All entries, exactly as written, should be output again.
□ □ □ □ □
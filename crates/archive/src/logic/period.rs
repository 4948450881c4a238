//! Writing period arithmetic.
//!
//! The period grid starts at midnight (UTC) of every day. Periods that do not
//! divide a day evenly restart at the next midnight.

use crate::data::{from_millis, to_millis, Timestamp, MILLIS_PER_DAY};

fn split_day(timestamp: Timestamp) -> (i64, i64) {
    let millis = to_millis(timestamp);
    let day = millis.div_euclid(MILLIS_PER_DAY) * MILLIS_PER_DAY;
    (day, millis - day)
}

/// Rounds the timestamp to the nearest period boundary.
///
/// Halfway points round up. A non-positive period returns the timestamp as is.
pub fn closest_write_time(timestamp: Timestamp, period_secs: i64) -> Timestamp {
    if period_secs <= 0 {
        return timestamp;
    }
    let period = period_secs * 1000;
    let (day, time_of_day) = split_day(timestamp);
    let rounded = (time_of_day + period / 2) / period * period;
    from_millis(day + rounded.min(MILLIS_PER_DAY))
}

/// Returns the first period boundary strictly after the timestamp.
pub fn next_write_time(timestamp: Timestamp, period_secs: i64) -> Timestamp {
    if period_secs <= 0 {
        return timestamp;
    }
    let period = period_secs * 1000;
    let (day, time_of_day) = split_day(timestamp);
    let next = (time_of_day / period + 1) * period;
    from_millis(day + next.min(MILLIS_PER_DAY))
}

/// Returns true if the timestamp lies exactly on a period boundary.
pub fn is_multiple_of_period(timestamp: Timestamp, period_secs: i64) -> bool {
    if period_secs <= 0 {
        return false;
    }
    let (_, time_of_day) = split_day(timestamp);
    time_of_day % (period_secs * 1000) == 0
}

/// Pulls the timestamp to the closest boundary if within `tolerance_secs`.
pub fn pull_to_period(
    timestamp: Timestamp,
    period_secs: i64,
    tolerance_secs: i64,
) -> Option<Timestamp> {
    if period_secs <= 0 {
        return None;
    }
    let closest = closest_write_time(timestamp, period_secs);
    let distance = (to_millis(timestamp) - to_millis(closest)).abs();
    (distance <= tolerance_secs * 1000).then_some(closest)
}

/// Validates a timestamp against the period grid.
///
/// With a zero tolerance the timestamp must be on a boundary; otherwise it is
/// pulled to the closest boundary within the tolerance. Returns the timestamp
/// to store, or `None` if it is rejected.
pub fn align_to_period(
    timestamp: Timestamp,
    period_secs: i64,
    tolerance_secs: i64,
) -> Option<Timestamp> {
    if tolerance_secs > 0 {
        pull_to_period(timestamp, period_secs, tolerance_secs)
    } else if is_multiple_of_period(timestamp, period_secs) {
        Some(timestamp)
    } else {
        None
    }
}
□ □ □ □ □
ANSWER TO THIS TASK
filename crates/archive/src/logic/period.rs
repository 4948450881c4a238
//! Writing period arithmetic.
//!
//! The period grid starts at midnight (UTC) of every day. Periods that do not
//! divide a day evenly restart at the next midnight.

use crate::data::{from_millis, to_millis, Timestamp, MILLIS_PER_DAY};

fn split_day(timestamp: Timestamp) -> (i64, i64) {
    let millis = to_millis(timestamp);
    let day = millis.div_euclid(MILLIS_PER_DAY) * MILLIS_PER_DAY;
    (day, millis - day)
}

/// Rounds the timestamp to the nearest period boundary.
///
/// Halfway points round up. A non-positive period returns the timestamp as is.
pub fn closest_write_time(timestamp: Timestamp, period_secs: i64) -> Timestamp {
    if period_secs <= 0 {
        return timestamp;
    }
    let period = period_secs * 1000;
    let (day, time_of_day) = split_day(timestamp);
    let rounded = (time_of_day + period / 2) / period * period;
    from_millis(day + rounded.min(MILLIS_PER_DAY))
}

/// Returns the first period boundary strictly after the timestamp.
pub fn next_write_time(timestamp: Timestamp, period_secs: i64) -> Timestamp {
    if period_secs <= 0 {
        return timestamp;
    }
    let period = period_secs * 1000;
    let (day, time_of_day) = split_day(timestamp);
    let next = (time_of_day / period + 1) * period;
    from_millis(day + next.min(MILLIS_PER_DAY))
}

/// Returns true if the timestamp lies exactly on a period boundary.
pub fn is_multiple_of_period(timestamp: Timestamp, period_secs: i64) -> bool {
    if period_secs <= 0 {
        return false;
    }
    let (_, time_of_day) = split_day(timestamp);
    time_of_day % (period_secs * 1000) == 0
}

/// Pulls the timestamp to the closest boundary if within `tolerance_secs`.
pub fn pull_to_period(
    timestamp: Timestamp,
    period_secs: i64,
    tolerance_secs: i64,
) -> Option<Timestamp> {
    if period_secs <= 0 {
        return None;
    }
    let closest = closest_write_time(timestamp, period_secs);
    let distance = (to_millis(timestamp) - to_millis(closest)).abs();
    (distance <= tolerance_secs * 1000).then_some(closest)
}

/// Validates a timestamp against the period grid.
///
/// With a zero tolerance the timestamp must be on a boundary; otherwise it is
/// pulled to the closest boundary within the tolerance. Returns the timestamp
/// to store, or `None` if it is rejected.
pub fn align_to_period(
    timestamp: Timestamp,
    period_secs: i64,
    tolerance_secs: i64,
) -> Option<Timestamp> {
    if tolerance_secs > 0 {
        pull_to_period(timestamp, period_secs, tolerance_secs)
    } else if is_multiple_of_period(timestamp, period_secs) {
        Some(timestamp)
    } else {
        None
    }
}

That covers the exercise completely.